Within the GHGA workflow workstream, our bioinformatics team is making steady progress in our effort to provide standardized, comparable, and reproducible omics workflows for the research community. To streamline workflows, the team is improving existing workflows (instead of creating a new process) and aligning with the nf-core community, curating best practice analytic pipelines. Below, we highlight workflow releases GHGA has been involved in.
If you are starting to use nf-core workflows, we recomment Bytesize - a video tutorial series published by nf-core that covers workflow implementation and nf-core workflows in short and easy to follow snippets!

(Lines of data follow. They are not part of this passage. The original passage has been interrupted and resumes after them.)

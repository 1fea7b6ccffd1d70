//! switchboard-server – Bibliotheks-Root
//!
//! Verdrahtet Konfiguration, TLS-Material und den Broker-Kern zu einem
//! lauffaehigen Server und stellt den Einstiegspunkt fuer
//! Integrationstests bereit.

pub mod config;

use std::sync::Arc;

use anyhow::{Context, Result};
use rustls::pki_types::{CertificateDer, PrivateKeyDer};
use tokio::sync::watch;
use tokio_rustls::TlsAcceptor;

use switchboard_broker::{BrokerRueckrufe, BrokerServer, BrokerState, NoopRueckrufe};

use config::ServerConfig;

/// Haelt den laufenden Server-Zustand zusammen
pub struct Server {
    pub config: ServerConfig,
    rueckrufe: Arc<dyn BrokerRueckrufe>,
}

impl Server {
    /// Erstellt einen neuen Server aus der gegebenen Konfiguration
    pub fn neu(config: ServerConfig) -> Self {
        Self {
            config,
            rueckrufe: Arc::new(NoopRueckrufe),
        }
    }

    /// Setzt die Rueckrufe der einbettenden Anwendung
    pub fn mit_rueckrufen(mut self, rueckrufe: Arc<dyn BrokerRueckrufe>) -> Self {
        self.rueckrufe = rueckrufe;
        self
    }

    /// Startet den Broker und laeuft bis zum Shutdown-Signal (Ctrl-C)
    ///
    /// Reihenfolge:
    /// 1. Broker-Zustand aufbauen
    /// 2. TLS-Material laden falls konfiguriert
    /// 3. TCP/TLS-Listener starten
    /// 4. Auf Ctrl-C / SIGTERM warten, dann alle Verbindungen trennen
    pub async fn starten(self) -> Result<()> {
        let bind_adresse: std::net::SocketAddr = self
            .config
            .bind_adresse()
            .parse()
            .with_context(|| format!("Ungueltige Bind-Adresse '{}'", self.config.bind_adresse()))?;

        tracing::info!(
            adresse = %bind_adresse,
            tls = self.config.netzwerk.tls_zertifikat.is_some(),
            herzschlag_ms = self.config.broker.herzschlag_intervall_ms,
            "Server startet"
        );

        let state = BrokerState::neu(self.config.broker_konfig(), Arc::clone(&self.rueckrufe));

        let mut broker = BrokerServer::neu(Arc::clone(&state), bind_adresse);
        if let (Some(zertifikat), Some(schluessel)) = (
            &self.config.netzwerk.tls_zertifikat,
            &self.config.netzwerk.tls_schluessel,
        ) {
            let acceptor = tls_acceptor_laden(zertifikat, schluessel)?;
            broker = broker.mit_tls(acceptor);
            tracing::info!(zertifikat = %zertifikat, "TLS aktiviert");
        }

        let (shutdown_tx, shutdown_rx) = watch::channel(false);

        // Ctrl-C loest das Shutdown-Signal aus
        tokio::spawn(async move {
            if tokio::signal::ctrl_c().await.is_ok() {
                tracing::info!("Shutdown-Signal empfangen, Server wird beendet");
                let _ = shutdown_tx.send(true);
            }
        });

        broker
            .starten(shutdown_rx)
            .await
            .context("Broker-Server beendet sich mit Fehler")?;

        Ok(())
    }
}

/// Laedt Zertifikatskette und privaten Schluessel aus PEM-Dateien
///
/// # Fehler
/// Wenn eine Datei fehlt, kein PEM ist oder keinen Schluessel enthaelt.
pub fn tls_acceptor_laden(zertifikat_pfad: &str, schluessel_pfad: &str) -> Result<TlsAcceptor> {
    let zertifikat_pem = std::fs::read(zertifikat_pfad)
        .with_context(|| format!("TLS-Zertifikat '{zertifikat_pfad}' nicht lesbar"))?;
    let schluessel_pem = std::fs::read(schluessel_pfad)
        .with_context(|| format!("TLS-Schluessel '{schluessel_pfad}' nicht lesbar"))?;

    let zertifikate: Vec<CertificateDer<'static>> =
        rustls_pemfile::certs(&mut zertifikat_pem.as_slice())
            .collect::<std::result::Result<_, _>>()
            .context("Zertifikatskette nicht parsbar")?;
    if zertifikate.is_empty() {
        anyhow::bail!("'{zertifikat_pfad}' enthaelt kein Zertifikat");
    }

    let schluessel: PrivateKeyDer<'static> =
        rustls_pemfile::private_key(&mut schluessel_pem.as_slice())
            .context("Schluessel nicht parsbar")?
            .ok_or_else(|| anyhow::anyhow!("'{schluessel_pfad}' enthaelt keinen Schluessel"))?;

    let tls_config = rustls::ServerConfig::builder()
        .with_no_client_auth()
        .with_single_cert(zertifikate, schluessel)
        .context("TLS-Konfiguration ungueltig")?;

    Ok(TlsAcceptor::from(Arc::new(tls_config)))
}

#[cfg(test)]
mod tests {
    use super::*;

    #[test]
    fn fehlende_tls_dateien_melden_fehler() {
        let fehler = tls_acceptor_laden("/gibt/es/nicht.pem", "/auch/nicht.pem");
        assert!(fehler.is_err());
    }
}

Continuous benchmarking against known standards is essential to ensure precision and reliability in variant calling tools and workflows. A recent publication, spearheaded by the Next Generation Sequencing Competence Network (NGS-CN) and GHGA, introduces NCBench, a platform for continuous benchmarking of genomic variant calling workflows. NCBench provides a comprehensive and reproducible benchmarking workflow for the evaluation of small genomic variant callsets in terms of recall, precision, and error patterns. Its continuous and open-source approach eliminates the need for specialised infrastructure, making benchmarking accessible and transparent to the research and diagnostics community but also to patients.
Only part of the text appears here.